She hadn’t heard him string so many words together in the two days since he’d shown up at the compound. Soft and low, melodic, with the hint of a purr, his voice flowed over her, harmonizing with the murmuring of the water until it seemed as much a part of the forest as the bird and insect song.

He called me hummingbird. At the moment, Beth thought she might follow Carlos Elizandro anywhere.

“Well, I’m game,” Kate said and began unbuttoning her blouse where she stood.

Beth moved behind a tree for at least the illusion of privacy while removing her shirt. She folded it into her small daypack to keep dry. They all wore quick-dry shorts, but the bathing suit would be more comfortable than a wet T-shirt.

Carlos took the ford first, striding through the current with apparent ease. The muscles in his back rippled as he tugged and pulled to test the strength of the rope. Among the three men, they’d keep the lead taut for the others to cross.

Kate followed Carlos. Her confident stride took her into water midriff-deep until, about halfway across, the current redoubled. She moved more cautiously. Gripping tightly with both hands, she leaned against the force of the water for about three meters, then strode through the shallows and did a little victory dance in the mud on the opposite bank.

The crossing took longer than Beth had anticipated.

Sam grabbed her pack. She tossed him nervous thanks and waded in.

The water was surprisingly warm, but dragged at her legs so her muscles strained in unfamiliar ways with each step. By the time she moved into the midstream flow, the water reached her breasts. She froze.
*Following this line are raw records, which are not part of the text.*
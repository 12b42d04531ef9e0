//! The web-stack topology declarator.
//!
//! Declares the full application topology: resource group, storage account,
//! app service plan, blob container, archive blob, SQL server and database,
//! and the web app wired to a signed package URL and a derived connection
//! string. The resulting graph is handed to the realization engine; this
//! module creates no resources itself.

use std::collections::BTreeMap;
use std::path::PathBuf;

use nimbus_core::{tuple3, Input, Output, Stack, StackConfig};
use tracing::info;

use crate::appservice::{
    AppServicePlan, AppServicePlanArgs, ConnectionStringType, PlanSku, WebApp, WebAppArgs,
};
use crate::archive::FileArchive;
use crate::error::AzureResult;
use crate::group::{ResourceGroup, ResourceGroupArgs};
use crate::signing::signed_blob_read_url;
use crate::sql::{self, SqlDatabase, SqlDatabaseArgs, SqlServer, SqlServerArgs};
use crate::storage::{
    AccountTier, ArchiveBlob, ArchiveBlobArgs, ContainerAccessType, ReplicationType,
    StorageAccount, StorageAccountArgs, StorageContainer, StorageContainerArgs,
};

/// Published output: the web app's default hostname.
pub const OUTPUT_ENDPOINT: &str = "endpoint";
/// Published output: the storage account's primary connection string.
pub const OUTPUT_STORAGE_CONNECTION_STRING: &str = "storageConnectionString";

const CONFIG_SQL_ADMIN: &str = "sqlAdmin";
const CONFIG_SQL_PASSWORD: &str = "sqlPassword";
const DEFAULT_SQL_ADMIN: &str = "pulumi";

/// The named outputs a declarator publishes back to the engine.
pub type StackOutputs = BTreeMap<String, Output<String>>;

/// Declaration-time options for the web stack.
#[derive(Debug, Clone)]
pub struct WebStackOptions {
    /// Directory packaged and uploaded as the application blob.
    pub app_path: PathBuf,
}

impl Default for WebStackOptions {
    fn default() -> Self {
        Self {
            app_path: PathBuf::from("wwwroot"),
        }
    }
}

/// Declare the web stack into `stack` and return the published outputs.
///
/// Configuration is read up front: a missing `sqlPassword` secret aborts
/// before any resource is declared.
pub fn declare_web_stack(
    stack: &Stack,
    config: &StackConfig,
    options: &WebStackOptions,
) -> AzureResult<StackOutputs> {
    let username = config.get_or(CONFIG_SQL_ADMIN, DEFAULT_SQL_ADMIN);
    let password = config.require_secret(CONFIG_SQL_PASSWORD)?;

    info!("Declaring web stack '{}'", stack.name());

    let resource_group =
        ResourceGroup::declare(stack, "resourceGroup", ResourceGroupArgs::new("pulumi"))?;

    let storage_account = StorageAccount::declare(
        stack,
        "storage",
        StorageAccountArgs {
            name: "wwwcontainer".to_string(),
            resource_group_name: Input::from(&resource_group.name),
            account_replication_type: ReplicationType::Lrs,
            account_tier: AccountTier::Standard,
        },
    )?;

    let plan = AppServicePlan::declare(
        stack,
        "asp",
        AppServicePlanArgs {
            name: "website".to_string(),
            resource_group_name: Input::from(&resource_group.name),
            kind: "App".to_string(),
            sku: PlanSku::basic_b1(),
        },
    )?;

    let container = StorageContainer::declare(
        stack,
        "zips",
        StorageContainerArgs {
            storage_account_name: Input::from(&storage_account.name),
            container_access_type: ContainerAccessType::Private,
        },
    )?;

    let blob = ArchiveBlob::declare(
        stack,
        "zip",
        ArchiveBlobArgs {
            storage_account_name: Input::from(&storage_account.name),
            storage_container_name: Input::from(&container.name),
            content: FileArchive::new(&options.app_path),
        },
    )?;

    let code_blob_url = signed_blob_read_url(&blob, &storage_account);

    let sql_server = SqlServer::declare(
        stack,
        "sql",
        SqlServerArgs {
            name: "pulumiserver".to_string(),
            resource_group_name: Input::from(&resource_group.name),
            administrator_login: username.clone(),
            administrator_login_password: password.clone(),
            version: "12.0".to_string(),
        },
    )?;

    let database = SqlDatabase::declare(
        stack,
        "db",
        SqlDatabaseArgs {
            name: "pulumidatabase".to_string(),
            resource_group_name: Input::from(&resource_group.name),
            server_name: Input::from(&sql_server.name),
            requested_service_objective_name: "S0".to_string(),
        },
    )?;

    // Combines the three deferred values exactly once when all resolve.
    // Secretness of the password carries over to the whole string.
    let db_connection = tuple3(&sql_server.name, &database.name, &password).apply(
        move |(server, database, pwd)| sql::connection_string(&server, &database, &username, &pwd),
    );

    let app = WebApp::declare(
        stack,
        "app",
        WebAppArgs::new("pulumiwebapp")
            .resource_group_name(&resource_group.name)
            .app_service_plan_id(&plan.plan_id)
            .app_setting("WEBSITE_RUN_FROM_PACKAGE", &code_blob_url)
            .connection_string("db", ConnectionStringType::SqlAzure, db_connection),
    )?;

    info!("Declared {} resources", stack.len());

    let mut outputs = StackOutputs::new();
    outputs.insert(
        OUTPUT_ENDPOINT.to_string(),
        app.default_site_hostname.clone(),
    );
    outputs.insert(
        OUTPUT_STORAGE_CONNECTION_STRING.to_string(),
        storage_account.primary_connection_string.clone(),
    );
    Ok(outputs)
}
//! Error types for the realization engine seam.

use nimbus_core::NodeId;
use thiserror::Error;

/// Result type alias for engine operations.
pub type EngineResult<T> = Result<T, EngineError>;

/// Errors surfaced while driving a deployment.
#[derive(Error, Debug)]
pub enum EngineError {
    #[error("Input '{key}' of node {node} has not resolved")]
    UnresolvedInput { node: NodeId, key: String },

    #[error("Unknown resource type: {0}")]
    UnknownResourceType(String),

    #[error("Provider failed creating '{name}': {reason}")]
    Create { name: String, reason: String },

    #[error("Published output '{0}' did not resolve")]
    OutputUnresolved(String),

    #[error("Core error: {0}")]
    Core(#[from] nimbus_core::CoreError),
}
With only one foot in the current, she already recognized the unsteady hold it had on the rocks. Kate’s extra height and fifteen kilos would come in handy right now.
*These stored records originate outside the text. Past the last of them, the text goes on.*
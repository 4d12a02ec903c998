// Snapshot management for stepping through a parse

use crate::parser::grammar::NonTerminal;
use crate::parser::lexer::TokenKind;
use std::fmt;

/// What the stack machine did to reach a snapshot
#[derive(Debug, Clone, PartialEq)]
pub enum Step {
    Start,
    Expand {
        nonterminal: NonTerminal,
        lookahead: TokenKind,
        production: String,
    },
    Match {
        kind: TokenKind,
    },
    Reduce {
        nonterminal: NonTerminal,
        production: &'static str,
    },
    Accept,
    Failed {
        message: String,
    },
}

impl fmt::Display for Step {
    fn fmt(&self, f: &mut fmt::Formatter<'_>) -> fmt::Result {
        match self {
            Step::Start => write!(f, "start: push PROGRAM"),
            Step::Expand {
                nonterminal,
                lookahead,
                production,
            } => write!(f, "expand {} on {}: {}", nonterminal, lookahead, production),
            Step::Match { kind } => write!(f, "match {}", kind),
            Step::Reduce {
                nonterminal,
                production,
            } => write!(f, "reduce {} ({})", nonterminal, production),
            Step::Accept => write!(f, "accept"),
            Step::Failed { message } => write!(f, "error: {}", message),
        }
    }
}

/// Category of a rendered control stack entry
#[derive(Debug, Clone, Copy, PartialEq, Eq)]
pub enum ControlKind {
    Terminal,
    NonTerminal,
    Reduce,
}

/// A control stack entry, rendered for display
#[derive(Debug, Clone, PartialEq)]
pub struct ControlEntry {
    pub text: String,
    pub kind: ControlKind,
}

/// Snapshot of parser state, rendered for display
#[derive(Debug, Clone)]
pub struct Snapshot {
    pub control: Vec<ControlEntry>, // bottom first
    pub values: Vec<String>,        // bottom first
    pub position: usize,            // index of the lookahead token
    pub step: Step,
}

impl Snapshot {
    /// Estimate the memory usage of this snapshot in bytes
    pub fn estimated_size(&self) -> usize {
        let control: usize = self
            .control
            .iter()
            .map(|e| e.text.len() + std::mem::size_of::<ControlEntry>())
            .sum();
        let values: usize = self
            .values
            .iter()
            .map(|s| s.len() + std::mem::size_of::<String>())
            .sum();
        std::mem::size_of::<Snapshot>() + control + values
    }
}

/// Manages the recorded parse history
#[derive(Debug)]
pub struct SnapshotManager {
    snapshots: Vec<Snapshot>,
    max_memory: usize,
    current_memory: usize,
    truncated: bool,
}

impl SnapshotManager {
    pub fn new(max_memory: usize) -> Self {
        SnapshotManager {
            snapshots: Vec::new(),
            max_memory,
            current_memory: 0,
            truncated: false,
        }
    }

    /// Add a snapshot to history
    pub fn push(&mut self, snapshot: Snapshot) -> Result<(), String> {
        let snapshot_size = snapshot.estimated_size();

        if self.current_memory + snapshot_size > self.max_memory {
            return Err(format!(
                "Snapshot memory limit exceeded: {} + {} > {}",
                self.current_memory, snapshot_size, self.max_memory
            ));
        }

        self.current_memory += snapshot_size;
        self.snapshots.push(snapshot);
        Ok(())
    }

    /// Record a snapshot, silently stopping once the memory budget runs out.
    pub fn record(&mut self, snapshot: Snapshot) {
        if self.truncated {
            return;
        }
        if self.push(snapshot).is_err() {
            self.truncated = true;
        }
    }

    /// Get a snapshot by index
    pub fn get(&self, index: usize) -> Option<&Snapshot> {
        self.snapshots.get(index)
    }

    pub fn last(&self) -> Option<&Snapshot> {
        self.snapshots.last()
    }

    /// Get the number of snapshots
    pub fn len(&self) -> usize {
        self.snapshots.len()
    }

    /// Check if empty
    pub fn is_empty(&self) -> bool {
        self.snapshots.is_empty()
    }

    /// True once a snapshot was dropped for lack of memory
    pub fn is_truncated(&self) -> bool {
        self.truncated
    }

    /// Get current memory usage
    pub fn memory_usage(&self) -> usize {
        self.current_memory
    }

    /// Get max memory limit
    pub fn memory_limit(&self) -> usize {
        self.max_memory
    }
}

#[cfg(test)]
mod tests {
    use super::*;

    fn snapshot(values: &[&str]) -> Snapshot {
        Snapshot {
            control: vec![ControlEntry {
                text: "PROGRAM".to_string(),
                kind: ControlKind::NonTerminal,
            }],
            values: values.iter().map(|s| s.to_string()).collect(),
            position: 0,
            step: Step::Start,
        }
    }

    #[test]
    fn test_push_within_limit() {
        let mut manager = SnapshotManager::new(1024 * 1024);
        manager.push(snapshot(&["1"])).unwrap();
        manager.push(snapshot(&["1", "2"])).unwrap();
        assert_eq!(manager.len(), 2);
        assert!(manager.memory_usage() > 0);
        assert!(!manager.is_truncated());
    }

    #[test]
    fn test_record_truncates_at_limit() {
        let one = snapshot(&["x"]).estimated_size();
        let mut manager = SnapshotManager::new(one * 2);
        for _ in 0..5 {
            manager.record(snapshot(&["x"]));
        }
        assert_eq!(manager.len(), 2);
        assert!(manager.is_truncated());
        assert!(manager.memory_usage() <= manager.memory_limit());
    }

    #[test]
    fn test_step_display() {
        let step = Step::Reduce {
            nonterminal: NonTerminal::ParenBody,
            production: "plus",
        };
        assert_eq!(step.to_string(), "reduce PAREN-BODY (plus)");
    }
}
She paused a moment, considered asking for help. Thought better of it–by the time one of the men reached her, she could be on the solid ground of the other bank with her pride intact.

One more step. Her legs flew out from beneath her, and she went under.

Beth clutched the lead, holding on for her life.

The rope stretched under her weight as the current dragged her legs downstream. She hung on. Forget trying to get her feet on the ground, she needed to breathe.

The surge of water tore at her hold on the rope and the breath in her lungs. Panic tried to swallow her. She thrust it aside and fought to raise her head above the surface.

One hand lost its grip. The current flipped her over.

She finally gulped a breath of air and water. The rope ripped from her fingers.

Two arms came from nowhere, grabbed her about the waist and lifted her to her feet. She gasped, choking, fighting for air and trying to get a grip on the rocks as Carlos dragged her to the bank. Still clutching his arm, she leaned forward and vomited an amazing amount of water into the mud.

Carlos supported her up the bank and held her as she fell against him, shaken, cold and weak-kneed.

“O, lo siento. I’m so sorry, mija. I didn’t think you are so much smaller,” he crooned, while she clung to him.

She became aware of his naked chest against her cheek at the same moment he did. He gasped, and his heart stuttered beneath her palm. Something deep inside her melted.

“She needs mouth-to-mouth,” Kate quipped.

Beth shot her a scathing glance and pulled away from Carlos as a violent coughing spell erupted to expel the rest of the water from her lungs. When she was finally able to stand on her own, she glanced up at him and found him frowning, his golden eyes full of concern.

“Okay?” He attempted a lopsided grin.

“Yeah, good.”

As the other two crossed, without incident, Beth sat on the ground, silently contemplating her mortality while pouring water out of her boots and squeezing her socks dry. Occasional bursts of laughter attempted to erupt from her chest like the monster in Alien, but she managed to control her hysteria.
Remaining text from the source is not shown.